# Iron Supplement



## GulfCoastAquarian (Jul 30, 2002)

Although it might not be an ideal method - I just add iron when it seems the plants are deficient. You might have a surplus right now, having only a few plants, so keep it at a 3-5 drops a week and you might never see an iron deficiency. If you do, just increase dosage. I wouldn't stop the dosing altogether, though.


----------



## ridns (Aug 9, 2002)

I agree with Sam, the last thing you want is a heavy load of nutrients... unless you like fighting algea. I made that mistake and learned the hard way! :bounce: :angel: :hehe:


----------



## peterinwa (Sep 27, 2002)

What does an Iron deficiency look like? Yellow leaves?


----------



## ridns (Aug 9, 2002)

I find myself quoting info from "The Krib" for the second time today. The following is a chart I've found to be most helpful. I hope you can find the info you need here. :bounce: :angel: :hehe:


----------



## ridns (Aug 9, 2002)

I find myself quoting info from "The Krib" for the second time today. The following is a chart I've found to be most helpful. I hope you can find the info you need here. 

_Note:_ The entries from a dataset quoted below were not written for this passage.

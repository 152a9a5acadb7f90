//! Scheduled full-fleet sweep (Mode A).

use anyhow::Result;
use colored::Colorize;
use tracing::error;

use super::{build_driver, print_report};
use crate::config::Config;

pub async fn execute(json: bool, config: &Config) -> Result<()> {
    let driver = build_driver(config)?;
    match driver.sweep_all().await {
        Ok(report) => print_report(&report, json),
        Err(e) => {
            // Scheduled mode exits clean on failure; the next timer run
            // re-attempts everything.
            error!(error = %e, "scheduled sweep failed");
            println!("{}", format!("⚠ sweep failed: {}", e).yellow());
            Ok(())
        }
    }
}
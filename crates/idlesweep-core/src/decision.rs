//! Shutdown Decision Engine.
//!
//! Pure logic mapping a session's observed status and latest idle duration to
//! a terminate/skip decision. No I/O happens here; the sweep drivers own all
//! client calls and record the per-session outcomes.

use serde::Serialize;

use crate::types::SessionStatus;

/// Why a session was left alone.
#[derive(Debug, Clone, PartialEq, Serialize)]
pub enum SkipReason {
    /// The idle series has no samples for this user.
    NoSamples,
    /// The latest idle duration has not reached the threshold.
    BelowThreshold {
        idle_seconds: f64,
        threshold_seconds: u64,
    },
    /// The session is not in a state we are allowed to terminate.
    NotInService {
        status: SessionStatus,
        idle_seconds: f64,
    },
    /// Full-fleet scan: the session is already gone, on its way out, or failed.
    NotActive { status: SessionStatus },
    /// The directory reported the session missing mid-sweep.
    AlreadyGone,
}

/// Outcome of the decision engine for one session.
#[derive(Debug, Clone, PartialEq, Serialize)]
pub enum Decision {
    Terminate,
    Skip(SkipReason),
}

/// Inclusive threshold comparison. The single home of the `>=` semantics:
/// an idle duration exactly at the threshold counts as exceeding it.
///
/// `None` means no samples were recorded, which never crosses a threshold.
pub fn idle_exceeds(idle_seconds: Option<f64>, threshold_seconds: u64) -> bool {
    match idle_seconds {
        Some(idle) => idle >= threshold_seconds as f64,
        None => false,
    }
}

/// Decide whether a session should be terminated.
///
/// Returns `Terminate` iff the session is `InService` and its latest idle
/// duration meets the threshold. Everything else is a `Skip` carrying the
/// observed values for the logs.
pub fn decide(
    status: SessionStatus,
    idle_seconds: Option<f64>,
    threshold_seconds: u64,
) -> Decision {
    let Some(idle) = idle_seconds else {
        return Decision::Skip(SkipReason::NoSamples);
    };

    if !idle_exceeds(Some(idle), threshold_seconds) {
        return Decision::Skip(SkipReason::BelowThreshold {
            idle_seconds: idle,
            threshold_seconds,
        });
    }

    if status != SessionStatus::InService {
        return Decision::Skip(SkipReason::NotInService {
            status,
            idle_seconds: idle,
        });
    }

    Decision::Terminate
}
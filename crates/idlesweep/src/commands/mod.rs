//! Command implementations.

pub mod alarm;
pub mod run;
pub mod sweep;

use anyhow::Result;
use colored::Colorize;
use idlesweep_core::client::{DirectoryClient, MetricsClient};
use idlesweep_core::{SweepDriver, SweepReport};

use crate::config::Config;

/// Build a sweep driver wired to the configured endpoints.
pub(crate) fn build_driver(
    config: &Config,
) -> Result<SweepDriver<DirectoryClient, MetricsClient>> {
    let retry = config.retry_policy();
    let mut directory =
        DirectoryClient::new(&config.api.directory_url)?.with_retry(retry.clone());
    let mut metrics = MetricsClient::new(&config.api.metrics_url)?.with_retry(retry);
    if let Some(ref key) = config.api.api_key {
        directory = directory.with_token(key.clone());
        metrics = metrics.with_token(key.clone());
    }
    Ok(SweepDriver::new(directory, metrics, config.sweep_config()))
}

/// Print a sweep summary, or the full report as JSON.
pub(crate) fn print_report(report: &SweepReport, json: bool) -> Result<()> {
    if json {
        println!("{}", serde_json::to_string_pretty(report)?);
        return Ok(());
    }

    let id = report.sweep_id.to_string();
    let summary = format!(
        "{} sweep {}: {} examined, {} deleted, {} skipped, {} failed",
        report.mode,
        &id[..8],
        report.examined(),
        report.deleted_count(),
        report.skipped_count(),
        report.failed_count(),
    );
    if report.failed_count() > 0 {
        println!("{}", summary.yellow());
    } else {
        println!("{}", summary.green());
    }
    Ok(())
}
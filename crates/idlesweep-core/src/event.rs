//! Typed alarm invocation payload for metric-triggered sweeps.
//!
//! The alarm-state-change event is parsed into an explicit structure at the
//! boundary. Missing or unknown fields fail fast with a descriptive error;
//! nothing downstream does raw key lookups on a dynamic payload.

use serde::Deserialize;

use crate::error::{Error, Result};

/// State reported by the alarm at the time the event fired.
#[derive(Debug, Clone, Copy, PartialEq, Eq, Deserialize)]
#[serde(rename_all = "SCREAMING_SNAKE_CASE")]
pub enum AlarmState {
    Alarm,
    Ok,
    InsufficientData,
}

/// An alarm-state-change event, the Mode B invocation request.
#[derive(Debug, Clone, Deserialize)]
#[serde(deny_unknown_fields)]
pub struct AlarmEvent {
    /// Event source, e.g. "metrics.alarm".
    pub source: String,
    pub detail_type: String,
    /// Region the alarm fired in; logged for correlation.
    pub region: String,
    pub detail: AlarmDetail,
}

#[derive(Debug, Clone, Deserialize)]
#[serde(deny_unknown_fields)]
pub struct AlarmDetail {
    pub alarm_name: String,
    pub state: AlarmState,
}

impl AlarmEvent {
    /// Parse and validate an event payload.
    pub fn parse(payload: &str) -> Result<Self> {
        serde_json::from_str(payload).map_err(|e| Error::InvalidEvent(e.to_string()))
    }

    /// Whether this event should trigger a sweep. A transition back to OK or
    /// an insufficient-data notification is a logged no-op.
    pub fn is_firing(&self) -> bool {
        self.detail.state == AlarmState::Alarm
    }
}

#[cfg(test)]
mod tests {
    use super::*;

    const FIRING: &str = r#"{
        "source": "metrics.alarm",
        "detail_type": "Alarm State Change",
        "region": "eu-west-1",
        "detail": {
            "alarm_name": "idle-timeout",
            "state": "ALARM"
        }
    }"#;

    #[test]
    fn test_firing_event_parses() {
        let event = AlarmEvent::parse(FIRING).unwrap();
        assert_eq!(event.region, "eu-west-1");
        assert_eq!(event.detail.alarm_name, "idle-timeout");
        assert!(event.is_firing());
    }

    #[test]
    fn test_ok_state_is_not_firing() {
        let payload = FIRING.replace("ALARM", "OK");
        let event = AlarmEvent::parse(&payload).unwrap();
        assert!(!event.is_firing());
    }

    #[test]
    fn test_missing_field_fails_with_descriptive_error() {
        let payload = r#"{
            "source": "metrics.alarm",
            "detail_type": "Alarm State Change",
            "detail": {"alarm_name": "idle-timeout", "state": "ALARM"}
        }"#;
        let err = AlarmEvent::parse(payload).unwrap_err();
        match err {
            Error::InvalidEvent(msg) => assert!(msg.contains("region"), "got: {}", msg),
            other => panic!("expected InvalidEvent, got {:?}", other),
        }
    }

    #[test]
    fn test_unknown_field_fails() {
        let payload = FIRING.replace(
            "\"region\": \"eu-west-1\",",
            "\"region\": \"eu-west-1\", \"surprise\": 1,",
        );
        assert!(AlarmEvent::parse(&payload).is_err());
    }

    #[test]
    fn test_unknown_state_fails() {
        let payload = FIRING.replace("ALARM", "EXPLODED");
        assert!(AlarmEvent::parse(&payload).is_err());
    }
}
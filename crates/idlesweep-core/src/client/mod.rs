//! API clients for the session directory and metrics store.
//!
//! The traits are the injection seam: sweep drivers accept any implementation,
//! production code wires in the reqwest-backed clients below, tests wire in
//! fakes. There are no shared global client handles.

mod directory;
mod metrics;
mod retry;

pub use directory::DirectoryClient;
pub use metrics::MetricsClient;
pub use retry::RetryPolicy;

use async_trait::async_trait;
use chrono::{DateTime, Utc};

use crate::error::Result;
use crate::types::{IdleSeriesGroup, SessionKey, SessionPage, SessionStatus};

/// Read/delete access to the session directory service.
#[async_trait]
pub trait SessionDirectory: Send + Sync {
    /// List one page of sessions of the given type.
    async fn list_sessions(
        &self,
        session_type: &str,
        page_size: u32,
        page_token: Option<&str>,
    ) -> Result<SessionPage>;

    /// Fetch the current status of a single session.
    async fn describe_session(&self, key: &SessionKey) -> Result<SessionStatus>;

    /// Request deletion of a session.
    async fn delete_session(&self, key: &SessionKey) -> Result<()>;
}

/// Read access to the idle-duration metric store.
#[async_trait]
pub trait MetricsStore: Send + Sync {
    /// Query the idle-duration series for a directory, grouped per
    /// (directory, user), aggregated over `period_seconds` windows, samples
    /// ordered by timestamp ascending.
    async fn query_idle_series(
        &self,
        directory_id: &str,
        period_seconds: u64,
        start: DateTime<Utc>,
        end: DateTime<Utc>,
    ) -> Result<Vec<IdleSeriesGroup>>;
}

COMMON SYMPTOMS OF NUTRIENT DEFICIENCY IN AQUATIC PLANTS 
Element Leaves to first show deficiency Symptom 

Nitrogen: Old, Leaves turn yellowish (*) 

Phosphorus: Old, Premature leaf fall-off 
Similar to nitrogen deficiency 

Calcium: New, Damage and die off of growing points 
Yellowish leaf edges 

Magnesium: Old, Yellow spots (*) 

Potassium: Old, Yellow areas, then withering of leaf edges and tips 

Sulfur: New, Similar to nitrogen deficiency 

Iron: New, Leaves turn yellow 
Greenish nerves enclosing yellow leaf tissue 
First seen in fast growing plants 

Manganese: (**) Dead yellowish tissue between leaf nerves 

Copper: (**) Dead leaf tips and withered edges 

Zinc: Old, Yellowish areas between nerves, Starting at leaf tip and edges 

Boron: New Dead shoot tips, new side shoots also die 

Molybdenum: Old, Yellow spots between leaf nerves, then brownish areas along edges. Inhibited flowering 

(*) The plants may also become reddish from the presence of the red pigment anthocyanin. 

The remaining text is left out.